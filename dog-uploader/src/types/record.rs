use bytes::Bytes;
use chrono::{DateTime, Utc};
use serde::{Deserialize, Serialize};

use super::{AttachmentId, BlobId, BlobState, Checksum};

/// A file picked by the user, held until its bytes have been transferred
#[derive(Debug, Clone)]
pub struct SelectedFile {
    pub name: String,
    pub mime_type: String,
    pub bytes: Bytes,
}

impl SelectedFile {
    pub fn new(name: impl Into<String>, mime_type: impl Into<String>, bytes: impl Into<Bytes>) -> Self {
        Self {
            name: name.into(),
            mime_type: mime_type.into(),
            bytes: bytes.into(),
        }
    }

    pub fn size(&self) -> u64 {
        self.bytes.len() as u64
    }
}

/// Blob record - mutable pipeline state of one uploadable item
#[derive(Debug, Clone, PartialEq, Serialize, Deserialize)]
pub struct BlobRecord {
    /// Content checksum, immutable identity within a collection
    pub checksum: Checksum,

    pub name: Option<String>,
    pub mime_type: Option<String>,
    pub size: Option<u64>,

    /// Current pipeline state
    pub state: BlobState,

    /// Direct-upload destination issued with the slot
    pub upload_url: Option<String>,

    /// Object-store key issued with the slot
    pub storage_key: Option<String>,

    pub preview_url: Option<String>,
    pub url: Option<String>,
    pub blob_id: Option<BlobId>,
    pub attachment_id: Option<AttachmentId>,

    /// Last step failure; set while the record is parked awaiting retry
    pub error_message: Option<String>,

    /// Retries left; never increases
    pub retry_count: u32,

    pub created_at: DateTime<Utc>,
    pub updated_at: DateTime<Utc>,
}

impl BlobRecord {
    /// Create a freshly selected record
    pub fn selected(checksum: Checksum, file: &SelectedFile, retry_count: u32) -> Self {
        let mut record = Self::empty(checksum, BlobState::SelectedForUpload, retry_count);
        record.name = Some(file.name.clone());
        record.mime_type = Some(file.mime_type.clone());
        record.size = Some(file.size());
        record
    }

    /// Create a record for a blob already linked to its owner (editing an existing entity)
    pub fn linked(checksum: Checksum, blob_id: BlobId, attachment_id: AttachmentId, retry_count: u32) -> Self {
        let mut record = Self::empty(checksum, BlobState::Linked, retry_count);
        record.blob_id = Some(blob_id);
        record.attachment_id = Some(attachment_id);
        record
    }

    fn empty(checksum: Checksum, state: BlobState, retry_count: u32) -> Self {
        let now = Utc::now();
        Self {
            checksum,
            name: None,
            mime_type: None,
            size: None,
            state,
            upload_url: None,
            storage_key: None,
            preview_url: None,
            url: None,
            blob_id: None,
            attachment_id: None,
            error_message: None,
            retry_count,
            created_at: now,
            updated_at: now,
        }
    }

    pub fn with_name(mut self, name: impl Into<String>) -> Self {
        self.name = Some(name.into());
        self
    }

    pub fn with_storage_key(mut self, key: impl Into<String>) -> Self {
        self.storage_key = Some(key.into());
        self
    }

    pub fn with_url(mut self, url: impl Into<String>) -> Self {
        let url = url.into();
        self.preview_url.get_or_insert_with(|| url.clone());
        self.url = Some(url);
        self
    }

    pub fn with_state(mut self, state: BlobState) -> Self {
        self.state = state;
        self
    }

    /// Check if a failure is parked on this record
    pub fn has_error(&self) -> bool {
        self.error_message.is_some()
    }

    /// Check if a parked failure may still be cleared for another attempt
    pub fn can_retry(&self) -> bool {
        self.retry_count > 0
    }

    /// Merge a partial update into this record.
    ///
    /// `retry_count` is clamped so it can only go down.
    pub fn merge(&mut self, patch: BlobPatch) {
        if let Some(state) = patch.state {
            self.state = state;
        }
        if let Some(upload_url) = patch.upload_url {
            self.upload_url = upload_url;
        }
        if let Some(storage_key) = patch.storage_key {
            self.storage_key = storage_key;
        }
        if let Some(preview_url) = patch.preview_url {
            self.preview_url = preview_url;
        }
        if let Some(url) = patch.url {
            self.url = url;
        }
        if let Some(blob_id) = patch.blob_id {
            self.blob_id = blob_id;
        }
        if let Some(attachment_id) = patch.attachment_id {
            self.attachment_id = attachment_id;
        }
        if let Some(error_message) = patch.error_message {
            self.error_message = error_message;
        }
        if let Some(retry_count) = patch.retry_count {
            self.retry_count = self.retry_count.min(retry_count);
        }
        self.updated_at = Utc::now();
    }
}

/// Partial update of a [`BlobRecord`].
///
/// Outer `None` leaves a field untouched; `Some(None)` clears it.
#[derive(Debug, Clone, Default, PartialEq)]
pub struct BlobPatch {
    pub state: Option<BlobState>,
    pub upload_url: Option<Option<String>>,
    pub storage_key: Option<Option<String>>,
    pub preview_url: Option<Option<String>>,
    pub url: Option<Option<String>>,
    pub blob_id: Option<Option<BlobId>>,
    pub attachment_id: Option<Option<AttachmentId>>,
    pub error_message: Option<Option<String>>,
    pub retry_count: Option<u32>,
}

impl BlobPatch {
    pub fn new() -> Self {
        Self::default()
    }

    /// Patch that only moves the state
    pub fn state(state: BlobState) -> Self {
        Self {
            state: Some(state),
            ..Self::default()
        }
    }

    pub fn with_state(mut self, state: BlobState) -> Self {
        self.state = Some(state);
        self
    }

    pub fn with_upload_url(mut self, url: impl Into<String>) -> Self {
        self.upload_url = Some(Some(url.into()));
        self
    }

    pub fn with_storage_key(mut self, key: impl Into<String>) -> Self {
        self.storage_key = Some(Some(key.into()));
        self
    }

    pub fn with_preview_url(mut self, url: Option<String>) -> Self {
        self.preview_url = Some(url);
        self
    }

    pub fn with_url(mut self, url: Option<String>) -> Self {
        self.url = Some(url);
        self
    }

    pub fn with_blob_id(mut self, blob_id: BlobId) -> Self {
        self.blob_id = Some(Some(blob_id));
        self
    }

    pub fn with_attachment_id(mut self, attachment_id: Option<AttachmentId>) -> Self {
        self.attachment_id = Some(attachment_id);
        self
    }

    pub fn with_error(mut self, message: impl Into<String>) -> Self {
        self.error_message = Some(Some(message.into()));
        self
    }

    pub fn clear_error(mut self) -> Self {
        self.error_message = Some(None);
        self
    }

    pub fn with_retry_count(mut self, retry_count: u32) -> Self {
        self.retry_count = Some(retry_count);
        self
    }
}

#[cfg(test)]
mod tests {
    use super::*;

    fn record() -> BlobRecord {
        let file = SelectedFile::new("cat.png", "image/png", vec![1u8, 2, 3]);
        BlobRecord::selected(Checksum::from("abc"), &file, 3)
    }

    #[test]
    fn selected_record_copies_file_metadata() {
        let r = record();
        assert_eq!(r.state, BlobState::SelectedForUpload);
        assert_eq!(r.name.as_deref(), Some("cat.png"));
        assert_eq!(r.mime_type.as_deref(), Some("image/png"));
        assert_eq!(r.size, Some(3));
        assert_eq!(r.retry_count, 3);
        assert!(!r.has_error());
    }

    #[test]
    fn merge_touches_only_patched_fields() {
        let mut r = record();
        r.merge(
            BlobPatch::state(BlobState::SlotReady)
                .with_upload_url("https://store/put")
                .with_storage_key("k/1"),
        );

        assert_eq!(r.state, BlobState::SlotReady);
        assert_eq!(r.upload_url.as_deref(), Some("https://store/put"));
        assert_eq!(r.storage_key.as_deref(), Some("k/1"));
        assert_eq!(r.name.as_deref(), Some("cat.png"));
        assert!(r.blob_id.is_none());
    }

    #[test]
    fn merge_can_clear_nullable_fields() {
        let mut r = record();
        r.merge(BlobPatch::new().with_error("boom"));
        assert_eq!(r.error_message.as_deref(), Some("boom"));

        r.merge(BlobPatch::new().clear_error());
        assert!(r.error_message.is_none());
    }

    #[test]
    fn merge_never_raises_retry_count() {
        let mut r = record();
        r.merge(BlobPatch::new().with_retry_count(1));
        assert_eq!(r.retry_count, 1);

        r.merge(BlobPatch::new().with_retry_count(5));
        assert_eq!(r.retry_count, 1);
    }

    #[test]
    fn record_roundtrips_through_json() {
        let r = record();
        let json = serde_json::to_value(&r).unwrap();
        assert_eq!(json["state"], "SELECTED_FOR_UPLOAD");
        assert_eq!(json["checksum"], "abc");

        let back: BlobRecord = serde_json::from_value(json).unwrap();
        assert_eq!(back, r);
    }
}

■ ■ ■ ■ ■

» PROBLEM DETAILS:
Out of the preceding entries, pull each line that contains the word "Deserialize".

» EXERCISE ANSWER:
use serde::{Deserialize, Serialize};
#[derive(Debug, Clone, PartialEq, Serialize, Deserialize)]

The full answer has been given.